The Enlightenment principle that we can apply reason and sympathy to enhance human flourishing may seem obvious, trite, old-fashioned.  But it is not.  More than ever, the ideals of reason, science, humanism, and progress need a wholehearted defense.  We take the gifts of the Enlightenment for granted and ignore its achievements at our peril.  The ideals of the Enlightenment are stirring, inspiring, noble – a reason to live!

And the benefits of Enlightenment belong not to any tribe, but to all of humanity – to any sentient creature with the power of reason and the urge to persist in its being.  For it requires only the convictions that life is better than death, health is better than sickness, abundance is better than want, freedom is better than coercion, happiness is better than suffering, and knowledge is better than superstition and ignorance.
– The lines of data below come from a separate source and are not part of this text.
pub mod health;
pub use self::health::health;

pub mod user_register;
pub use self::user_register::register;

pub mod user_login;
pub use self::user_login::login;

pub mod forgot_password;
pub use self::forgot_password::forgot_password;

pub mod resend_verification;
pub use self::resend_verification::resend_verification;

// common functions for the handlers
use regex::Regex;

pub fn valid_email(email: &str) -> bool {
    Regex::new(r"^[^@\s]+@[^@\s]+\.[^@\s]+$").is_ok_and(|re| re.is_match(email))
}

#[cfg(test)]
mod tests {
    use super::*;

    #[test]
    fn test_valid_email() {
        assert!(valid_email("a@b.com"));
        assert!(valid_email("user+tag@example.co.uk"));

        assert!(!valid_email(""));
        assert!(!valid_email("a@b"));
        assert!(!valid_email("a b@c.com"));
        assert!(!valid_email("no-at-sign.com"));
        assert!(!valid_email("two@@signs.com"));
    }
}
use crate::{
    cli::{actions::Action, globals::GlobalArgs},
    firebase::{FirebaseClient, ServiceAccount},
    firegate::new,
    mail::Mailer,
};
use anyhow::{Context, Result};
use std::sync::Arc;
use url::Url;

/// Handle the server action
pub async fn handle(action: Action, globals: &GlobalArgs) -> Result<()> {
    match action {
        Action::Server { port } => {
            let database_url = Url::parse(&globals.database_url)
                .with_context(|| format!("Invalid database URL {}", globals.database_url))?;

            // Fail fast on a missing or malformed credential file
            let service_account = ServiceAccount::from_file(&globals.credentials_file)
                .with_context(|| {
                    format!(
                        "Failed to load service account from {}",
                        globals.credentials_file.display()
                    )
                })?;

            let firebase = Arc::new(FirebaseClient::new(
                service_account,
                globals.project_id.clone(),
                database_url.to_string(),
            )?);

            let mailer = Arc::new(Mailer::new(&globals.smtp)?);

            new(port, firebase, mailer, globals).await?;
        }
    }

    Ok(())
}
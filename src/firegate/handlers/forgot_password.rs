use crate::{
    cli::globals::GlobalArgs, firebase::FirebaseClient, firegate::handlers::valid_email,
    mail::Mailer,
};
use axum::{extract::Extension, http::StatusCode, response::IntoResponse, Json};
use serde::{Deserialize, Serialize};
use std::sync::Arc;
use tracing::{error, instrument};
use utoipa::ToSchema;

#[derive(ToSchema, Serialize, Deserialize, Debug)]
pub struct ForgotPassword {
    email: String,
}

#[utoipa::path(
    post,
    path= "/forget-password",
    request_body = ForgotPassword,
    responses (
        (status = 200, description = "Password reset email sent", content_type = "text/plain"),
        (status = 400, description = "Malformed payload or invalid email"),
        (status = 500, description = "Provider or mail failure"),
    ),
    tag= "password"
)]
/// Generate a provider password-reset link and email it. An unknown address
/// fails at link generation, so no email leaves the process.
#[instrument(skip(firebase, mailer, globals, payload))]
pub async fn forgot_password(
    firebase: Extension<Arc<FirebaseClient>>,
    mailer: Extension<Arc<Mailer>>,
    globals: Extension<GlobalArgs>,
    payload: Option<Json<ForgotPassword>>,
) -> impl IntoResponse {
    let request: ForgotPassword = match payload {
        Some(Json(payload)) => payload,
        None => return (StatusCode::BAD_REQUEST, "Missing payload".to_string()),
    };

    if !valid_email(&request.email) {
        return (StatusCode::BAD_REQUEST, "Invalid email".to_string());
    }

    let link = match firebase
        .password_reset_link(&request.email, &globals.continue_url())
        .await
    {
        Ok(link) => link,
        Err(e) => {
            error!("Failed to generate password reset link: {:?}", e);

            return (
                StatusCode::INTERNAL_SERVER_ERROR,
                "Failed to send password reset email".to_string(),
            );
        }
    };

    if let Err(e) = mailer.send_password_reset(&request.email, &link).await {
        error!("Failed to send password reset email: {:?}", e);

        return (
            StatusCode::INTERNAL_SERVER_ERROR,
            "Failed to send password reset email".to_string(),
        );
    }

    (
        StatusCode::OK,
        "Password reset email sent successfully".to_string(),
    )
}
The story of human progress is truly heroic.  It is glorious.  It is uplifting.  It is even, I daresay, spiritual. . . .  We will never have a perfect world, and it would be dangerous to seek one.  But there is no limit to the betterments we can attain if we continue to apply knowledge to enhance human flourishing.

But how can we know what is “better”?  Plato alluded to the notion that this knowledge was inherent in each of us when he postulated, “what is good and what is not good, need we ask…[anyone]… to teach us this?”  The question implies that at some level there is a common set of human values.  Whether they are the inalienable rights of life, liberty, and the pursuit of happiness, whose echo is heard among the convictions of the Enlightenment cataloged by Pinker, the process of improvement requires some basic human agreement on the direction in which Arete lies.  When we engage in the exercise of defining our identity and describing what unites us, the answer is to be found in our agreement on what constitutes excellence and our collective commitment to pursue it.  From its origins in Ancient Greece to its modern expression in the founding of the United States of America, Western civilization represents the embrace of Arete and the emergence of the Enlightenment to pursue it.  What are we, if not that?

The concept of Arete can also be applied to organizations of humans engaged in any endeavor.  We can think of an excellent organization as a bubble that encapsulates that ideal environment that allows us to flourish and that we all aspire to inhabit.  Sustaining that bubble, or culture of excellence, is an everyday task that requires every one of us within it to continually apply effort against the many various pressures that naturally work to undermine excellence.  If any one of us shirks our responsibility at any time, then the bubble shrinks just a bit and the organization is no longer at its maximum potential.  Indefinitely sustaining high standards may sound challenging, even daunting perhaps, but that is exactly what excellence entails.  Although the task may be unrelenting, the human resources can be frequently refreshed and in so doing, inject new energy to the effort.  The key ingredients each member must supply are:  (1) Belief in the mission of the organization; (2) Ownership of the collective outcome; (3) Concern for one’s colleague (a form of love the ancient Greeks called “philios”); (4) Faith in constructive criticism; (5) Dedication to continuous improvement; and (6) Discipline.  To foster these individual qualities, the organization must: (1) Communicate a compelling purpose and strategic vision; (2) Empower its members; (3) Prioritize their well-being and development; (4) Encourage critical thought and constructive dissent; (5) Be willing to learn and change; (6) Uphold fair standards and expectations.  When Arete is the motivation and common objective, the people create the environment where it can be expressed, and the environment sustains the culture in which people flourish.  It is a fragile, temporal condition that exists only so long as everyone believes in it and is committed to it.  In a word, it is Camelot.

The continuous improvement of the human condition and the organizations we form to accomplish goals, can be endlessly advanced with sustained Enlightened thinking.  Rise to the challenge of Excellence.  Help create Camelot.  Arete!

“What is good and what is not good, need we ask…[anyone]… to teach us this?”